Go through the records and copy each line where the word "InvalidConfig" occurs.

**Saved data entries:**
********
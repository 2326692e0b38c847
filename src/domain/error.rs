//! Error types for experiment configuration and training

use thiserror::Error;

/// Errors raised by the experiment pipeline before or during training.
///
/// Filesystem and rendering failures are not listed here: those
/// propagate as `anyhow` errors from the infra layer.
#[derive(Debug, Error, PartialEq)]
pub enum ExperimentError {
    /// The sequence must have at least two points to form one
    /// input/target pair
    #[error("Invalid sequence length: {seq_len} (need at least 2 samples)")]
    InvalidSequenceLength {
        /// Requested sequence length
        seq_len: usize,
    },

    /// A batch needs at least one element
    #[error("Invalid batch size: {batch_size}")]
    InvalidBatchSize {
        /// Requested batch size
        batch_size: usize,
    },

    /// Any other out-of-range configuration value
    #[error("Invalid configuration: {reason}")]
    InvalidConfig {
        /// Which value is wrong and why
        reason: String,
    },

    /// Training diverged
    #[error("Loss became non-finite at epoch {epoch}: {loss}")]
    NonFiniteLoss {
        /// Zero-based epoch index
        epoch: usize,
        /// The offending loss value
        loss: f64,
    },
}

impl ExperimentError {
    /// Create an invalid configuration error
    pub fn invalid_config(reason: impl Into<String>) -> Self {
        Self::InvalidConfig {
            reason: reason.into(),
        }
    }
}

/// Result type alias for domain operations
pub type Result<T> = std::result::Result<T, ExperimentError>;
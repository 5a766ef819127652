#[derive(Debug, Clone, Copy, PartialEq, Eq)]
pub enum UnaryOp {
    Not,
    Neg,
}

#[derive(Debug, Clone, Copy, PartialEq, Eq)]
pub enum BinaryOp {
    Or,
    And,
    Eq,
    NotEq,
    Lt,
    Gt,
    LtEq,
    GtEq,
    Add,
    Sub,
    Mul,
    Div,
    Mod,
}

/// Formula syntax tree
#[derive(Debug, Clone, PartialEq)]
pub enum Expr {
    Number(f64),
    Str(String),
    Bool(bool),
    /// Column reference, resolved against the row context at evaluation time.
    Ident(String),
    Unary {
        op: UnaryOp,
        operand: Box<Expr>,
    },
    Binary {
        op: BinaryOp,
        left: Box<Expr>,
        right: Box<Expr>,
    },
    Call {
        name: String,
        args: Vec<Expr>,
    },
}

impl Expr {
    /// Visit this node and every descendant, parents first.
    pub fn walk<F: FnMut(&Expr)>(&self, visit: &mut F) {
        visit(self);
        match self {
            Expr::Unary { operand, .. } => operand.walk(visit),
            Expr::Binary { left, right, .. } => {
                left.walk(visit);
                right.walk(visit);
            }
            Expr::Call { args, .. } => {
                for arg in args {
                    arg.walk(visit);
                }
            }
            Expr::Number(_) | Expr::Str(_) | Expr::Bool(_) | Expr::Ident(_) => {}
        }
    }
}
********
**Exercise result:**
    InvalidConfig {
        Self::InvalidConfig {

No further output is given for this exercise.